* [WORK ITEM]:
Taking the line with "tip answer empty;" as the first and the line with "use tracing::trace;" as the last, set down exactly every line in that range from the entries below, and no more.

Data excerpts
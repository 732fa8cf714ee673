//! Responder: serves header/body/commit queries from the store.
//!
//! Stateless; invoked by the runner for `Get*` requests so the state
//! machine never touches storage. Requests beyond the tip answer empty;
//! malformed requests drop the peer.

use concord_messages::PeerMessage;
use concord_store::BlockStore;
use std::sync::Arc;
use thiserror::Error;
use tracing::trace;

/// Most headers or bodies served for one request.
const MAX_BATCH: u64 = 1024;

/// A request the responder refuses to serve; the peer is dropped.
#[derive(Debug, Error, PartialEq, Eq)]
pub enum ResponderError {
    #[error("Malformed request: {0}")]
    BadRequest(&'static str),
}

/// Serves peer queries by direct store reads.
pub struct Responder {
    store: Arc<dyn BlockStore>,
}

impl Responder {
    pub fn new(store: Arc<dyn BlockStore>) -> Self {
        Self { store }
    }

    /// Answer a request message, `None` when there is nothing to say.
    pub fn respond(
        &self,
        request: &PeerMessage,
    ) -> Result<Option<PeerMessage>, ResponderError> {
        match request {
            PeerMessage::GetConsentedHeader { height } => {
                let Ok(header) = self.store.header_of(*height) else {
                    trace!(height, "Consented header beyond tip");
                    return Ok(None);
                };
                let Ok(commit) = self.store.commit_of(*height) else {
                    return Ok(None);
                };
                Ok(Some(PeerMessage::ConsentedHeader {
                    header: Box::new(header),
                    commit,
                }))
            }

            PeerMessage::GetHeaders { from, count } => {
                if *count == 0 || *count > MAX_BATCH {
                    return Err(ResponderError::BadRequest("header count out of range"));
                }
                let mut headers = Vec::new();
                for height in *from..from.saturating_add(*count) {
                    match self.store.header_of(height) {
                        Ok(header) => headers.push(header),
                        Err(_) => break,
                    }
                }
                Ok(Some(PeerMessage::Headers { headers }))
            }

            PeerMessage::GetBodies { heights } => {
                if heights.is_empty() || heights.len() as u64 > MAX_BATCH {
                    return Err(ResponderError::BadRequest("body count out of range"));
                }
                let mut bodies = Vec::new();
                for height in heights {
                    match self.store.body_of(*height) {
                        Ok(body) => bodies.push(body),
                        Err(_) => break,
                    }
                }
                Ok(Some(PeerMessage::Bodies { bodies }))
            }

            _ => Ok(None),
        }
    }
}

* [OUTPUT]:
//! machine never touches storage. Requests beyond the tip answer empty;
//! malformed requests drop the peer.

use concord_messages::PeerMessage;
use concord_store::BlockStore;
use std::sync::Arc;
use thiserror::Error;
use tracing::trace;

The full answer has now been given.